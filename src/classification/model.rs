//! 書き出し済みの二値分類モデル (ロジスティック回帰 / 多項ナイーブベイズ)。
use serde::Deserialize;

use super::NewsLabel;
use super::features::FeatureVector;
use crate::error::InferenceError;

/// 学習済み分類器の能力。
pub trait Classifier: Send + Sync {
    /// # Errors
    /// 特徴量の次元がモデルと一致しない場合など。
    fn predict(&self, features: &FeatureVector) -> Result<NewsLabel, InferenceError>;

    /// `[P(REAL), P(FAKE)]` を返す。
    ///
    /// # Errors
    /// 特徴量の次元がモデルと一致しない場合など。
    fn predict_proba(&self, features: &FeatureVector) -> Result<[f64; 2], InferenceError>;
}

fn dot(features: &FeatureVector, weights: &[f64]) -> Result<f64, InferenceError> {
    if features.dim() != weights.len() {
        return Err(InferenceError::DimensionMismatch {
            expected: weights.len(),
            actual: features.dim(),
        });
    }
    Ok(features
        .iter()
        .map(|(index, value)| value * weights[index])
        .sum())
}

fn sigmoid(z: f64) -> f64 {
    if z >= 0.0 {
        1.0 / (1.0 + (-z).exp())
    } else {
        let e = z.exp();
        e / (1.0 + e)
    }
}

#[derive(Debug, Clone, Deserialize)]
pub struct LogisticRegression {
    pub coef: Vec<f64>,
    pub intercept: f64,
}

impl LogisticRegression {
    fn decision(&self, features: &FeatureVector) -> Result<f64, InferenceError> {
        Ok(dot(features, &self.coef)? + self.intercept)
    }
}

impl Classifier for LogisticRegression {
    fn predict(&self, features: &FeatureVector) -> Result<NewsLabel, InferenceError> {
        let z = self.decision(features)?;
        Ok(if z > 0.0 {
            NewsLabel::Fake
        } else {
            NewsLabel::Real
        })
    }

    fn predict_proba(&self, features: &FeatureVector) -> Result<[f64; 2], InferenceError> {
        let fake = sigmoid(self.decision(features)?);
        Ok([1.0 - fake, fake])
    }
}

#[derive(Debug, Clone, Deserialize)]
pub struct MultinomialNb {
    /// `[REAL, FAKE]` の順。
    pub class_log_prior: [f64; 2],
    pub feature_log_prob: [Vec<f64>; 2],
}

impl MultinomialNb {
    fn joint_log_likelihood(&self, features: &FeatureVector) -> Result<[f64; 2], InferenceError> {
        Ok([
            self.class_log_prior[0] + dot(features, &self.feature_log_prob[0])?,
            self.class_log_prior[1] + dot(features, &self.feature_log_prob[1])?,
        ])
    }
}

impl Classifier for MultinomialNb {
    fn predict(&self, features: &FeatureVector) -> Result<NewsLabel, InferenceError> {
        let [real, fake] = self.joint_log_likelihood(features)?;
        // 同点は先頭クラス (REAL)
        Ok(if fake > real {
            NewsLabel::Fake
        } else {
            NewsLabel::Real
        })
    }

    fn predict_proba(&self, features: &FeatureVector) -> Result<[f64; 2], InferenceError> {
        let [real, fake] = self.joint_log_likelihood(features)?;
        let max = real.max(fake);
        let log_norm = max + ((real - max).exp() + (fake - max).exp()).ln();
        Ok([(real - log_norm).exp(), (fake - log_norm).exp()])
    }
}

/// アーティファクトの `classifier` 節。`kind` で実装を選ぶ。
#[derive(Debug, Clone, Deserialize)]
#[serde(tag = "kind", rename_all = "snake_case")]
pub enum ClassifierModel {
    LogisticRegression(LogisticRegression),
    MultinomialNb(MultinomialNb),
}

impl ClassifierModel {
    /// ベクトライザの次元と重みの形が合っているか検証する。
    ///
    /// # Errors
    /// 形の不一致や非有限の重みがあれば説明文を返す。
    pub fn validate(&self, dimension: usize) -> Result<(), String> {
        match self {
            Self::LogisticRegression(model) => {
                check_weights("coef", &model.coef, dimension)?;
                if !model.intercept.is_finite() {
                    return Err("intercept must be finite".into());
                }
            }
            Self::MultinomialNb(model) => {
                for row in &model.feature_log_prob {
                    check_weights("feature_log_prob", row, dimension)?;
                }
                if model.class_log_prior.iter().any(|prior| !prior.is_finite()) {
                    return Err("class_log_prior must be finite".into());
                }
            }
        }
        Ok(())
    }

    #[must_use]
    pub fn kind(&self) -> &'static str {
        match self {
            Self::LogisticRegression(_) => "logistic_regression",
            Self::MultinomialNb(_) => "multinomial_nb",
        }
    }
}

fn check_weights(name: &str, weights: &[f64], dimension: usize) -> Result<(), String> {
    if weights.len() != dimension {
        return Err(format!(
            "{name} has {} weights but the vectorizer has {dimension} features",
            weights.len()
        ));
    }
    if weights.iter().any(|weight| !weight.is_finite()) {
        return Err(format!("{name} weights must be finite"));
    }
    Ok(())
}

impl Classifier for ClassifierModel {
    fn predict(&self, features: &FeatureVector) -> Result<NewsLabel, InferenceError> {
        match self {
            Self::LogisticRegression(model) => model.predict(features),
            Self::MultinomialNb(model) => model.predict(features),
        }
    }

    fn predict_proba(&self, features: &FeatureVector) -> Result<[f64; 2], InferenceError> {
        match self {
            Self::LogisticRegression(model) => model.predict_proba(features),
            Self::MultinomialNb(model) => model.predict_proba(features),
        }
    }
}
+ + + +
Starting with the first line of the entries and ending with the line that has "if features.dim() != weights.len()", copy each line exactly and add nothing.

filename src/classification/model.rs
//! 書き出し済みの二値分類モデル (ロジスティック回帰 / 多項ナイーブベイズ)。
use serde::Deserialize;

use super::NewsLabel;
use super::features::FeatureVector;
use crate::error::InferenceError;

/// 学習済み分類器の能力。
pub trait Classifier: Send + Sync {
    /// # Errors
    /// 特徴量の次元がモデルと一致しない場合など。
    fn predict(&self, features: &FeatureVector) -> Result<NewsLabel, InferenceError>;

    /// `[P(REAL), P(FAKE)]` を返す。
    ///
    /// # Errors
    /// 特徴量の次元がモデルと一致しない場合など。
    fn predict_proba(&self, features: &FeatureVector) -> Result<[f64; 2], InferenceError>;
}

fn dot(features: &FeatureVector, weights: &[f64]) -> Result<f64, InferenceError> {
    if features.dim() != weights.len() {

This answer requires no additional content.